Now, run this file using the commandline in the virtual environment:

Plain Text

python app.py

Once the file is executed and documents are inserted, this can be verified by querying the Cassandra database from the cqlsh console. For this, open cqlsh and execute:

SQL

SELECT content_chunk FROM embeddings.document_vectors;

This will return 10 documents inserted in the database, as seen in the screenshot below.

Milestone 2: We are done with data setup in our vector database.

Now, we will write code to query documents based on cosine similarity. Cosine similarity is the dot product of two vector values. Its formula is A.B / |A||B|. This cosine similarity is internally supported by Apache Cassandra, helping us to compute everything in the database and handle large data efficiently.

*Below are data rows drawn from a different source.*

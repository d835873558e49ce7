//! Upstream game server client.
//!
//! A poll issues the three requests concurrently and settles each one on its
//! own: a failed source is logged and reported as absent without affecting
//! the other two.

use std::time::Duration;

use fivemon_store::{PlayerSnapshot, Snapshot};
use serde::de::DeserializeOwned;
use serde_json::Value;
use thiserror::Error;
use tracing::{debug, warn};

#[derive(Debug, Error)]
pub enum FetchError {
    #[error("failed to build http client: {0}")]
    Client(#[source] reqwest::Error),

    #[error("request to {url} failed: {source}")]
    Request {
        url: String,
        #[source]
        source: reqwest::Error,
    },

    #[error("{url} returned no data")]
    Empty { url: String },
}

pub struct SnapshotFetcher {
    client: reqwest::Client,
    base_url: String,
}

impl SnapshotFetcher {
    /// `base_url` is the game server root, e.g. `http://127.0.0.1:30120`.
    /// `timeout` bounds each request individually.
    pub fn new(base_url: impl Into<String>, timeout: Duration) -> Result<Self, FetchError> {
        let client = reqwest::Client::builder()
            .timeout(timeout)
            .build()
            .map_err(FetchError::Client)?;
        Ok(Self {
            client,
            base_url: base_url.into(),
        })
    }

    pub fn base_url(&self) -> &str {
        &self.base_url
    }

    /// Fetch players, server info and dynamic vars.
    pub async fn fetch(&self) -> Snapshot {
        let (players, info, dynamic) = tokio::join!(
            self.get_json::<Vec<PlayerSnapshot>>("players.json"),
            self.get_object("info.json"),
            self.get_object("dynamic.json"),
        );

        let snapshot = Snapshot {
            players: settle("players", players),
            info: settle("info", info),
            dynamic: settle("dynamic", dynamic),
        };
        debug!(
            players = snapshot.players.is_some(),
            info = snapshot.info.is_some(),
            dynamic = snapshot.dynamic.is_some(),
            "upstream fetch settled"
        );
        snapshot
    }

    async fn get_json<T: DeserializeOwned>(&self, path: &str) -> Result<T, FetchError> {
        let url = format!("{}/{}", self.base_url, path);
        let response = self
            .client
            .get(&url)
            .send()
            .await
            .and_then(|response| response.error_for_status());
        let response = match response {
            Ok(response) => response,
            Err(source) => return Err(FetchError::Request { url, source }),
        };
        response
            .json::<T>()
            .await
            .map_err(|source| FetchError::Request { url, source })
    }

    /// Like `get_json`, but a `null` body counts as a failure.
    async fn get_object(&self, path: &str) -> Result<Value, FetchError> {
        match self.get_json::<Value>(path).await? {
            Value::Null => Err(FetchError::Empty {
                url: format!("{}/{}", self.base_url, path),
            }),
            value => Ok(value),
        }
    }
}

fn settle<T>(source: &'static str, result: Result<T, FetchError>) -> Option<T> {
    match result {
        Ok(value) => Some(value),
        Err(err) => {
            warn!(source, error = %err, "upstream source unavailable");
            None
        }
    }
}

The code below is self-explanatory; it fetches the top three results based on cosine similarity using ORDER BY <column name> ANN OF <text_vector> and also returns cosine similarity values. To execute this code, we need to ensure that indexing is applied to this vector column.

Python

def query_rag(text):

     text_embeddings = generate_embedding(text)

     select_query = """

        SELECT content_chunk,similarity_cosine(content_vector, ?) FROM embeddings.document_vectors

        ORDER BY content_vector ANN OF ?

        LIMIT 3

        """

     prepared_stmt = session.prepare(select_query)

     result_rows = session.execute(prepared_stmt, [

            text_embeddings,

            text_embeddings 

        ])

     for row in result_rows:

         print(row[0], row[1])

​

​

query_rag('Tell about my Bangkok experiences')

Remember to comment insertion code:

Python

#insert_sample_data_in_cassandra()

Now, execute the Python code by using python app.py.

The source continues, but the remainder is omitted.